Горскими словесными судами применялись наказания двух видов: по адату и по усмотрению. На основании ст. 52 Временных правил для горских и кубанских словесных судов при решении дел уголовных суд определял по совести степень виновности обвиняемого, по обычаю — размер вознаграждения, причитающегося потерпевшему от преступника, и по закону — наказание виновному.
Время показало, что изменения в судопроизводстве горских словесных судов происходили очень медленно. Так, еще в 1912 г. сенатор, и.о. обер-прокурора Общего собрания Кассационных департаментов Правительствующего сената Н.М. Рейнке писал, что никакого общего для всех судов судопроизводства не существует. Суды действуют на свое усмотрение, что «развивает сутяжничество, увеличивается преступность, поддерживая надежду на беззаконность…» <26>. Крайне разнообразны были, как отмечает он, и правила обжалования решений и приговоров. Если в областях Карской, Батумской и Дагестанской жалобы на решения и приговоры судов первой инстанции приносили в главные народные суды, то в Терской области жалобы на решения и приговоры приносили начальнику области. Это положение было утверждено в п. 66 изданных 18 декабря 1870 г. Временных правил для горских словесных судов Кубанской и Терской областей. Согласно этому пункту, горские словесные суды постановляют решения и приговоры окончательные и неокончательные; на последние приносятся апелляционные жалобы начальнику области, который разрешает дела окончательно. На основании п. 60 указанных Временных правил решения и приговоры горских словесных судов Кубанской и Терской областей могли быть обжалованы начальнику области в месячный срок со дня образования.
———————————
<26> Рейнке Н.М. Горские и народные суды Кавказского края. СПб., 1912. С. 24.
С учетом изложенных особенностей и несовершенства существующего судопроизводства было весьма сложно осуществлять правосудие.
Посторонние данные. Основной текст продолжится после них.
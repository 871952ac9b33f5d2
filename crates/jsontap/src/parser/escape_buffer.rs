//! Workspace for `\uXXXX` escapes, including UTF-16 surrogate pairs.
//!
//! [`UnicodeEscapeBuffer`] collects exactly four ASCII hex digits per escape.
//! A high surrogate (`D800`–`DBFF`) is held back until the following
//! `\uXXXX` supplies the matching low surrogate (`DC00`–`DFFF`); the pair is
//! then combined into a single scalar value. The two bytes between the
//! escapes (`\` and `u`) are collected separately and must match exactly.
//!
//! A second high surrogate in place of the low one is an error; it does not
//! replace the pending one.

use super::error::SyntaxError;

const HIGH_SURROGATES: core::ops::Range<u32> = 0xD800..0xDC00;
const LOW_SURROGATES: core::ops::RangeInclusive<u32> = 0xDC00..=0xDFFF;

/// Result of feeding one hex digit.
#[derive(Debug, Clone, Copy, PartialEq, Eq)]
pub(crate) enum Escape {
    /// Fewer than four digits so far.
    Pending,
    /// A high surrogate was stashed; a `\u` and a low surrogate must follow.
    HighSurrogate,
    /// A complete character, possibly assembled from a surrogate pair.
    Char(char),
}

#[derive(Debug, Default)]
pub(crate) struct UnicodeEscapeBuffer {
    digits: [u8; 4],
    len: u8,
    high_surrogate: Option<u32>,
    interstitial: [u8; 2],
    interstitial_len: u8,
}

/// `0-9`, `a-f`, `A-F`.
#[inline]
pub(crate) fn is_hex_digit(b: u8) -> bool {
    b.is_ascii_hexdigit()
}

#[inline]
fn hex_val(b: u8) -> u32 {
    match b {
        b'0'..=b'9' => u32::from(b - b'0'),
        b'a'..=b'f' => u32::from(b - b'a' + 10),
        b'A'..=b'F' => u32::from(b - b'A' + 10),
        _ => 0,
    }
}

/// Combines a UTF-16 surrogate pair into the code point it encodes.
#[inline]
pub(crate) fn combine_surrogates(high: u32, low: u32) -> u32 {
    (high - 0xD800) * 0x400 + (low - 0xDC00) + 0x10000
}

/// Appends the UTF-8 encoding of `c` to `out`.
#[inline]
pub(crate) fn encode_char(c: char, out: &mut Vec<u8>) {
    let mut utf8 = [0u8; 4];
    out.extend_from_slice(c.encode_utf8(&mut utf8).as_bytes());
}

impl UnicodeEscapeBuffer {
    pub fn new() -> Self {
        Self::default()
    }

    /// Drops every in-flight digit and any pending high surrogate.
    pub fn reset(&mut self) {
        *self = Self::default();
    }

    /// Feeds one hex digit of the current escape.
    pub fn feed(&mut self, b: u8) -> Result<Escape, SyntaxError> {
        if !is_hex_digit(b) {
            return Err(SyntaxError::InvalidHexDigit {
                parsed: String::from_utf8_lossy(&self.digits[..usize::from(self.len)])
                    .into_owned(),
                got: b,
            });
        }

        self.digits[usize::from(self.len)] = b;
        self.len += 1;
        if self.len < 4 {
            return Ok(Escape::Pending);
        }

        let code = self
            .digits
            .iter()
            .fold(0u32, |acc, &d| (acc << 4) | hex_val(d));
        self.len = 0;

        if HIGH_SURROGATES.contains(&code) {
            if self.high_surrogate.is_some() {
                return Err(SyntaxError::InvalidLowSurrogate);
            }
            self.high_surrogate = Some(code);
            return Ok(Escape::HighSurrogate);
        }

        let code = if LOW_SURROGATES.contains(&code) {
            let high = self
                .high_surrogate
                .take()
                .ok_or(SyntaxError::MissingHighSurrogate)?;
            combine_surrogates(high, code)
        } else if self.high_surrogate.is_some() {
            return Err(SyntaxError::InvalidLowSurrogate);
        } else {
            code
        };

        // Neither a lone surrogate nor a combined pair can fall outside the
        // scalar value range.
        char::from_u32(code)
            .map(Escape::Char)
            .ok_or(SyntaxError::InvalidLowSurrogate)
    }

    /// Feeds one byte of the `\u` that separates a high surrogate from its
    /// low surrogate. Returns `true` once both bytes have arrived.
    pub fn feed_interstitial(&mut self, b: u8) -> Result<bool, SyntaxError> {
        self.interstitial[usize::from(self.interstitial_len)] = b;
        self.interstitial_len += 1;
        if self.interstitial_len < 2 {
            return Ok(false);
        }

        self.interstitial_len = 0;
        if &self.interstitial == b"\\u" {
            Ok(true)
        } else {
            Err(SyntaxError::ExpectedSurrogateEscape(
                String::from_utf8_lossy(&self.interstitial).into_owned(),
            ))
        }
    }
}

#[cfg(test)]
mod tests {
    use super::*;

    fn feed_all(buf: &mut UnicodeEscapeBuffer, digits: &[u8]) -> Result<Escape, SyntaxError> {
        let mut last = Escape::Pending;
        for &d in digits {
            last = buf.feed(d)?;
        }
        Ok(last)
    }

    #[test]
    fn basic_decoding() {
        let mut buf = UnicodeEscapeBuffer::new();
        assert_eq!(buf.feed(b'0').unwrap(), Escape::Pending);
        assert_eq!(buf.feed(b'0').unwrap(), Escape::Pending);
        assert_eq!(buf.feed(b'4').unwrap(), Escape::Pending);
        assert_eq!(buf.feed(b'1').unwrap(), Escape::Char('A'));
    }

    #[test]
    fn mixed_case_hex() {
        let mut buf = UnicodeEscapeBuffer::new();
        assert_eq!(
            feed_all(&mut buf, b"AbCd").unwrap(),
            Escape::Char(char::from_u32(0xABCD).unwrap())
        );
    }

    #[test]
    fn surrogate_pair_combines() {
        let mut buf = UnicodeEscapeBuffer::new();
        assert_eq!(feed_all(&mut buf, b"D83D").unwrap(), Escape::HighSurrogate);
        assert!(!buf.feed_interstitial(b'\\').unwrap());
        assert!(buf.feed_interstitial(b'u').unwrap());
        assert_eq!(feed_all(&mut buf, b"DE00").unwrap(), Escape::Char('😀'));
    }

    #[test]
    fn lone_low_surrogate_errors() {
        let mut buf = UnicodeEscapeBuffer::new();
        assert_eq!(
            feed_all(&mut buf, b"DE00").unwrap_err(),
            SyntaxError::MissingHighSurrogate
        );
    }

    #[test]
    fn high_surrogate_followed_by_bmp_errors() {
        let mut buf = UnicodeEscapeBuffer::new();
        feed_all(&mut buf, b"D83D").unwrap();
        assert_eq!(
            feed_all(&mut buf, b"0041").unwrap_err(),
            SyntaxError::InvalidLowSurrogate
        );
    }

    #[test]
    fn interstitial_must_be_backslash_u() {
        let mut buf = UnicodeEscapeBuffer::new();
        feed_all(&mut buf, b"D83D").unwrap();
        buf.feed_interstitial(b'x').unwrap();
        assert_eq!(
            buf.feed_interstitial(b'y').unwrap_err(),
            SyntaxError::ExpectedSurrogateEscape("xy".into())
        );
    }

    #[test]
    fn invalid_hex_reports_digits_so_far() {
        let mut buf = UnicodeEscapeBuffer::new();
        buf.feed(b'1').unwrap();
        buf.feed(b'2').unwrap();
        assert_eq!(
            buf.feed(b'G').unwrap_err(),
            SyntaxError::InvalidHexDigit {
                parsed: "12".into(),
                got: b'G'
            }
        );
    }

    #[test]
    fn reset_clears_buffer() {
        let mut buf = UnicodeEscapeBuffer::new();
        feed_all(&mut buf, b"D83D").unwrap();
        buf.reset();
        assert_eq!(feed_all(&mut buf, b"0041").unwrap(), Escape::Char('A'));
    }

    #[test]
    fn combine_surrogates_formula() {
        assert_eq!(combine_surrogates(0xD83D, 0xDE00), 0x1F600);
        assert_eq!(combine_surrogates(0xD800, 0xDC00), 0x10000);
        assert_eq!(combine_surrogates(0xDBFF, 0xDFFF), 0x10FFFF);
    }
}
Но в рассматриваемый период это было исторически объективным явлением в становлении и развитии юридических институтов и судопроизводства в исследуемом регионе.
Список литературы
1. Гаглоев Х.Д. Из истории судопроизводства осетин // Известия Юго-Осетинского НИИ / АН ГССР. Вып. 13. 1964.
2. Кобахидзе Е.И. Институты власти и управления у осетин (конец XVIII — XIX в.). Владикавказ, 2008.
3. Ковалевский М.М. Современный обычай и древний закон: (обыч. право осетин в ист. — сравн. освещении): В 2 т. М., 1886. Репр. воспр. Владикавказ, 1995.
4. Леонтович Ф.И. Адаты кавказских горцев. Вып. 2. Одесса, 1883.
5. Магометов А.Х. Общественный строй и быт осетин (XVIII — XIX в.). Орджоникидзе, 1974.
6. Мансуров Н.С. Обычный суд у осетин: Ист.-юрид. очерк // Периодическая печать Кавказа об Осетии и осетинах. Цхинвали, 1982. Т. 2.
7. Пфаф В.Б. Народное право осетин // Сборник сведений о Кавказе. Тифлис, 1871. Т. 2.
8. Рейнке Н.М. Горские и народные суды Кавказского края. СПб., 1912.
9. Уварова П.С. Кавказ: путевые заметки. М., 1964. Ч. 3.
10. Шанаев Д.Т. Присяга по обычному праву осетин // Сборник сведений о кавказских горцах. Тифлис, 1873. Т. 2.
11. Шанаев Д.Т. Присяга по обычному праву осетин. Проблемы этнографии осетин. Владикавказ, 1992.